**Provided material:**
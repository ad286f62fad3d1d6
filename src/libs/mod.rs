pub mod brands;
pub mod config;
pub mod cycle;
pub mod data_storage;
pub mod export;
pub mod formatter;
pub mod messages;
pub mod prescription;
pub mod refresh;
pub mod reminder;
pub mod state;
pub mod store;
pub mod tracker;
pub mod view;
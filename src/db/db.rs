//! SQLite connection handling.
//!
//! [`Db`] wraps one `rusqlite` connection. Every constructor brings the
//! schema up to date through [`MigrationManager`] before handing the
//! connection out, so callers never see a database without the `kv` table.
//!
//! The database file is [`DB_FILE_NAME`] inside the lenslog data directory
//! (see [`DataStorage`]); tests point it at a temporary directory with
//! [`Db::open_in`] or skip the file entirely with [`Db::in_memory`].

use crate::db::migrations::MigrationManager;
use crate::libs::data_storage::DataStorage;
use anyhow::Result;
use rusqlite::Connection;
use std::path::Path;

pub const DB_FILE_NAME: &str = "lenslog.db";

/// An open SQLite connection with all migrations applied.
pub struct Db {
    pub conn: Connection,
}

impl Db {
    /// Opens the database in the default data directory.
    pub fn new() -> Result<Db> {
        Self::open_in(&DataStorage::new())
    }

    pub fn open_in(storage: &DataStorage) -> Result<Db> {
        let db_file_path = storage.get_path(DB_FILE_NAME)?;
        Self::open(db_file_path)
    }

    pub fn open<P: AsRef<Path>>(path: P) -> Result<Db> {
        let conn = Connection::open(path)?;
        Self::init(conn)
    }

    pub fn in_memory() -> Result<Db> {
        Self::init(Connection::open_in_memory()?)
    }

    fn init(mut conn: Connection) -> Result<Db> {
        MigrationManager::new().run_migrations(&mut conn)?;
        Ok(Db { conn })
    }
}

**Assigned task:**
Show all of the lines above in which "init" is present.

**Written response:**
        Self::init(conn)
        Self::init(Connection::open_in_memory()?)
    fn init(mut conn: Connection) -> Result<Db> {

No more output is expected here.